All lines of the records below that contain the word "factor" must be listed.

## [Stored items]
┌────────

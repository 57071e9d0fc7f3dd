//! Bulk conversions over pixel buffers.
//!
//! With the default `parallel` feature these fan out across threads via
//! rayon; without it they run serially and produce identical results.
//! Conversions are per-pixel and independent, so order in equals order out.

#[cfg(feature = "parallel")]
use rayon::prelude::*;

use crate::colour::Colour;
use crate::convert::{colour_from_lch, lch_from_colour};
use crate::gamut::Clipped;
use crate::lch::Lch;

/// Decomposes every pixel to normalized LCH, preserving order.
pub fn lch_of_pixels(pixels: &[Colour]) -> Vec<Lch> {
    #[cfg(feature = "parallel")]
    let iter = pixels.par_iter();
    #[cfg(not(feature = "parallel"))]
    let iter = pixels.iter();
    iter.map(|&pixel| lch_from_colour(pixel)).collect()
}

/// Applies `f` to every pixel in LCH space and recomposes.
///
/// Each pixel's alpha rides along unchanged; each output carries its own
/// gamut flag, since `f` may push individual pixels outside sRGB.
pub fn map_pixels<F>(pixels: &[Colour], f: F) -> Vec<Clipped>
where
    F: Fn(Lch) -> Lch + Sync,
{
    let convert = |&pixel: &Colour| colour_from_lch(f(lch_from_colour(pixel)), pixel.alpha());
    #[cfg(feature = "parallel")]
    let iter = pixels.par_iter();
    #[cfg(not(feature = "parallel"))]
    let iter = pixels.iter();
    iter.map(convert).collect()
}

/// Scales every pixel's chroma by `factor`.
///
/// A factor of `0.0` converts the buffer to perceptual greyscale.
pub fn scale_chroma_of_pixels(pixels: &[Colour], factor: f64) -> Vec<Clipped> {
    map_pixels(pixels, move |lch| Lch::new(lch.l, lch.c * factor, lch.h))
}

/// Applies `f` in LCH space to a packed RGBA byte buffer, in place.
///
/// Pixels are 4-byte RGBA groups; the alpha byte of each pixel passes
/// through verbatim and does not participate in the conversion. A trailing
/// partial group, if the length is not a multiple of four, is left
/// untouched.
pub fn map_rgba_in_place<F>(buf: &mut [u8], f: F)
where
    F: Fn(Lch) -> Lch + Sync,
{
    let apply = |px: &mut [u8]| {
        let colour = Colour::from_rgb8(px[0], px[1], px[2]);
        let clipped = colour_from_lch(f(lch_from_colour(colour)), 1.0);
        px[0] = clipped.colour.red();
        px[1] = clipped.colour.green();
        px[2] = clipped.colour.blue();
    };
    #[cfg(feature = "parallel")]
    buf.par_chunks_exact_mut(4).for_each(apply);
    #[cfg(not(feature = "parallel"))]
    buf.chunks_exact_mut(4).for_each(apply);
}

└────────

## [Solution to this problem]
/// Scales every pixel's chroma by `factor`.
/// A factor of `0.0` converts the buffer to perceptual greyscale.
pub fn scale_chroma_of_pixels(pixels: &[Colour], factor: f64) -> Vec<Clipped> {
    map_pixels(pixels, move |lch| Lch::new(lch.l, lch.c * factor, lch.h))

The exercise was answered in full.